Nos pasamos la vida disimulando. Es decir: ocultando lo que pensamos o sentimos. O sea, que somos unos falsos.

Disimulamos el enfado, el deseo, el amor. Aparentamos querer a los que odiamos o despreciamos y nos conformamos con aparentar querer a los que amamos locamente y siempre están ahí. El disimulo aparece como síntoma del manejo de un conflicto entre lo que somos y lo que queremos que los demás crean que somos. Es un desgaste de cojones y así nos va.

No todo el mundo disimula igual y, como especie, repetimos muchos patrones de conducta al respecto. Si eres observador notarás como todo el mundo se gira con la misma intensidad cuando le tocas en el hombro para evidenciar que sabías que te había visto y que no hacía falta más que decir “hola” y seguir, que no había más compromiso. El giro recuerda al de los actores en series americanas de los 80’s, cuando ponían aquello de “Also Starring” y aparecía el careto del actor como sorprendido de que estuviéramos allí, al otro lado del televisor.

Lo mismo ocurre cuando tu equipo no gana la Liga y haces como que no te interesa el fútbol, pero a poco que te pinchen empiezas a relatar la cantidad de favores arbitrales que tuvieron, con fecha, equipo contrario y minutos de descuento. O con el manejo de la frustración cuando dejamos incorporarse a un coche a tu carril y luego pilla el sitio de parking que había libre más adelante. Ahí hacemos como que estamos dando un paseo, que no tenemos prisa, que somos felices buscando hueco.
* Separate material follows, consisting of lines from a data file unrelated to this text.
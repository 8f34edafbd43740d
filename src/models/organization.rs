//! Organization model and trait implementations.

use serde::{Deserialize, Serialize};
use serde_with::{serde_as, DefaultOnNull};

use crate::client::Client;
use crate::context::Context;
use crate::error::Result;
use crate::models::metadata::{Metadata, Resource};
use crate::models::space::Space;
use crate::query::{FilterField, Query};
use crate::traits::{Get, List};

/// A Cloud Foundry organization.
#[derive(Debug, Clone, Default, PartialEq, Serialize, Deserialize)]
#[serde(default)]
pub struct Organization {
    pub metadata: Metadata,
    pub entity: OrganizationEntity,
}

#[serde_as]
#[derive(Debug, Clone, Default, PartialEq, Eq, Serialize, Deserialize)]
#[serde(default)]
pub struct OrganizationEntity {
    #[serde_as(as = "DefaultOnNull")]
    pub name: String,
    #[serde_as(as = "DefaultOnNull")]
    pub billing_enabled: bool,
    /// Accepts the historical misspelling `quota_definiton_guid` too.
    #[serde_as(as = "DefaultOnNull")]
    #[serde(alias = "quota_definiton_guid")]
    pub quota_definition_guid: String,
    #[serde_as(as = "DefaultOnNull")]
    pub status: String,
}

impl Resource for Organization {
    fn metadata(&self) -> &Metadata {
        &self.metadata
    }
}

impl Organization {
    pub fn name(&self) -> &str {
        &self.entity.name
    }

    /// List the spaces that belong to this organization.
    pub async fn spaces(&self, client: &Client, ctx: &Context) -> Result<Vec<Space>> {
        let query = Query::equal(FilterField::OrganizationGuid, self.guid());
        Space::list(client, ctx, &[query]).await
    }
}

impl List for Organization {
    const PATH: &'static str = "/v2/organizations";
}

impl Get for Organization {
    fn path(guid: &str) -> String {
        format!("{}/{}", Self::PATH, urlencoding::encode(guid))
    }
}
//! Space model and trait implementations.

use serde::{Deserialize, Serialize};
use serde_with::{serde_as, DefaultOnNull};

use crate::client::Client;
use crate::context::Context;
use crate::error::Result;
use crate::models::application::Application;
use crate::models::metadata::{Metadata, Resource};
use crate::query::{FilterField, Query};
use crate::traits::{Get, List};

/// A Cloud Foundry space.
#[derive(Debug, Clone, Default, PartialEq, Serialize, Deserialize)]
#[serde(default)]
pub struct Space {
    pub metadata: Metadata,
    pub entity: SpaceEntity,
}

#[serde_as]
#[derive(Debug, Clone, Default, PartialEq, Eq, Serialize, Deserialize)]
#[serde(default)]
pub struct SpaceEntity {
    #[serde_as(as = "DefaultOnNull")]
    pub name: String,
    #[serde_as(as = "DefaultOnNull")]
    pub organization_guid: String,
    /// Empty when no space quota is assigned. Accepts the historical
    /// misspelling `space_quota_definiton_guid` too.
    #[serde_as(as = "DefaultOnNull")]
    #[serde(alias = "space_quota_definiton_guid")]
    pub space_quota_definition_guid: String,
    #[serde_as(as = "DefaultOnNull")]
    pub allow_ssh: bool,
}

impl Resource for Space {
    fn metadata(&self) -> &Metadata {
        &self.metadata
    }
}

impl Space {
    pub fn name(&self) -> &str {
        &self.entity.name
    }

    /// List the applications deployed to this space.
    pub async fn applications(&self, client: &Client, ctx: &Context) -> Result<Vec<Application>> {
        let query = Query::equal(FilterField::SpaceGuid, self.guid());
        Application::list(client, ctx, &[query]).await
    }
}

impl List for Space {
    const PATH: &'static str = "/v2/spaces";
}

impl Get for Space {
    fn path(guid: &str) -> String {
        format!("{}/{}", Self::PATH, urlencoding::encode(guid))
    }
}
//! Request construction.

use reqwest::{Method, Request};
use url::Url;

use crate::context::Context;
use crate::error::{CcError, Result};
use crate::query::Query;

/// Describes one request before it is resolved against the base URL.
///
/// Built fresh for every call; the paginator rewrites `path` as it follows
/// next-page locators.
#[derive(Debug, Clone)]
pub(crate) struct RequestOptions {
    pub method: Method,
    /// Relative path or absolute URL.
    pub path: String,
    pub queries: Vec<Query>,
    pub body: Option<Vec<u8>>,
    pub context: Context,
}

impl RequestOptions {
    pub fn get(path: impl Into<String>, context: &Context) -> Self {
        Self {
            method: Method::GET,
            path: path.into(),
            queries: Vec::new(),
            body: None,
            context: context.clone(),
        }
    }

    pub fn with_queries(mut self, queries: &[Query]) -> Self {
        self.queries.extend_from_slice(queries);
        self
    }

    /// Point the options at a server-supplied next-page locator.
    ///
    /// The locator already carries the filters of the original request.
    pub fn follow(&mut self, locator: &str) {
        self.path = locator.to_string();
        self.queries.clear();
    }

    /// Resolve against `base` and produce a transport-ready request.
    pub fn build(&self, base: &Url) -> Result<Request> {
        let mut url = base.join(&self.path).map_err(|source| CcError::InvalidUrl {
            path: self.path.clone(),
            source,
        })?;

        if !self.queries.is_empty() {
            let mut pairs = url.query_pairs_mut();
            for query in &self.queries {
                pairs.append_pair("q", &query.to_string());
            }
        }

        let mut request = Request::new(self.method.clone(), url);
        if let Some(body) = &self.body {
            *request.body_mut() = Some(body.clone().into());
        }
        Ok(request)
    }
}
Vamos a un concurso o estamos en los Goya, y no llevártelo es un desastre pero aplaudes al ganador con más alegría que si fueses su madre. Exageras la alegría para esconder el enojo y entonces…

Disimular es un arte. Está claro. Conseguir que no se note no lo consigues ni yendo al Actors Studio. Así que lo mejor es estar preparado por si se nos nota o la persona que lo nota nos mira resaltándolo. Hay que estar listo para responder irónicamente, acudiendo a la hipérbole excusatoria para apabullar al interesado o yéndote por las ramas del absurdo.

-Digo, a ver si me mira, a ver si me mira.
+Estás fijando la vista al infinito pero yo estoy entre ese infinito y tú.
-Ya, ya. ¿Te acuerdas cuando decíamos lo de “¡están llenos! ¡Están llenos!”? ¡Qué risa!…

Tampoco podemos renunciar a ello. No disimular acarrea muchos costes, los mismos que el propio disimulo. Cuando se te acerca un pesado en un bar, un conocido de estos que cree que hay confianza para invadir tu privacidad y se queda allí dándote la brasa. Tú disimulas que te interesa lo que dice porque el conflicto es enviarle al lugar donde se recogen nuestros desechos. Y por evitar una situación violenta, algo que cuando se produzca te apene y haga sentirte mala persona, te lo comes. Te lo comes con su sudor, sus pedos, su aliento y sus preguntas impertinentes o con su discurso alardeado, mentiroso y altivo. Te lo comes porque romper la baraja puede hacer que esa persona desaparezca (hoy), pero antes colgará su mochila sobre tus hombros ya atormentados. Y volverá a aparecer (mañana).

No disimular que la comida que ha cocinado tu amiga del alma tiene menos gracia que Bertín Osborne sin vino tinto puede estropear toda una noche maravillosa. Disimular que te gusta la comida como hacen los reporteros de la tele, que hacen “¡ummm!” antes de que nada roce el paladar, tampoco es una opción. Decir que te has llenado con la cerveza es la buena.

Cuando vas a una entrevista de trabajo y te preguntan qué defecto crees tener no debes decir: no me gusta madrugar, aceptar órdenes y que me juzgue un niñato como tú. Aquí el disimulo está pactado. Los dos sabéis que la respuesta debe ser un defecto que encierre una virtud:

-Me involucro demasiado en mi trabajo.
-No sé decir “no”.
-Soy obsesivo. Hasta que no acabo una tarea, no paro. – Y luego te ríes un poco, como diciendo que no puedes evitar echar tantas horas.

Sin embargo sí hay algo donde no deberíamos disimular. Hay algo donde disimular, aunque lo parezca, no trae nada bueno, pero nada nada bueno. ¿Sabes de qué hablo o disimulas?